Trust: Why Europe needs to break its imported fossil fuel addiction

Europe is by far the largest importer of fossil fuel in the world. And the recent developments in Ukraine, Syria and Iraq highlight once again how vulnerable Europe’s economy is to price spikes, external energy shocks and other regimes’ wishes.

Like a patient hoping to get better, the drip-feed of imported fossil fuels is keeping the European economy alive, but isn’t providing the remedy to spur new growth.

Just take our energy bill as an example. For years, imports of fossil fuels have weighed in negatively on the European balance of trade. Today, Europe imports more than two-thirds of all the gas and almost all the oil it consumes. And it pays more than 1 billion euros ($1.36 billion) per day for its imported fossil fuels.

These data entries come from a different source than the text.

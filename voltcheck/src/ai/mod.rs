//! AI Gateway Module
//!
//! Stateless wrappers around the hosted generative model: regulatory Q&A
//! with web grounding, panel image audits, instrument-display OCR and the
//! guided troubleshooting chat. One attempt per user action; failures are
//! structured here and collapse to a fixed message at the UI boundary.

pub mod gemini;
pub mod prompts;
pub mod provider;
pub mod session;

pub use gemini::GeminiClient;
pub use provider::{AiAssistant, AiConfig, Answer, PanelAudit};
pub use session::Troubleshooter;

use thiserror::Error;

#[derive(Debug, Error)]
pub enum AiError {
    #[error("API request failed: {0}")]
    RequestFailed(#[from] reqwest::Error),
    #[error("API error: {status} - {message}")]
    ApiError { status: u16, message: String },
    #[error("Failed to parse response: {0}")]
    ParseError(String),
    #[error("Missing API key")]
    MissingApiKey,
    #[error("Empty response from model")]
    EmptyResponse,
}

impl AiError {
    /// The one string the UI shows for any gateway failure.
    pub fn user_message(&self) -> &'static str {
        "The assistant could not respond. Check the connection and API key, then try again."
    }
}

Energy dependency costs, that much is clear. But how about the political costs? Just an example: six EU countries depend from Russia as single external supplier for their entire gas imports and three of them use natural gas for more than a quarter of their total energy needs.

Wouldn’t it be wise to break this dependency by saving and producing energy here in Europe? The foreign providers may freeze oil and gas supply, but they can’t freeze our sun or our wind. They can’t charge us for the energy we don’t consume.

Our path to real energy security begins here at home. We can always dig more coal, some would argue. Would that be the solution?  Obviously not. Coal is not only the top contributor to climate change, but it is also the cause of smog, acid rain, and toxic air pollution. It is therefore against our climate policies and targets.

Energy security and climate action go hand in hand. You can’t have one without the other. That’s why renewables and energy efficiency must be the two key ingredients: they’re both good for the climate and our energy independence.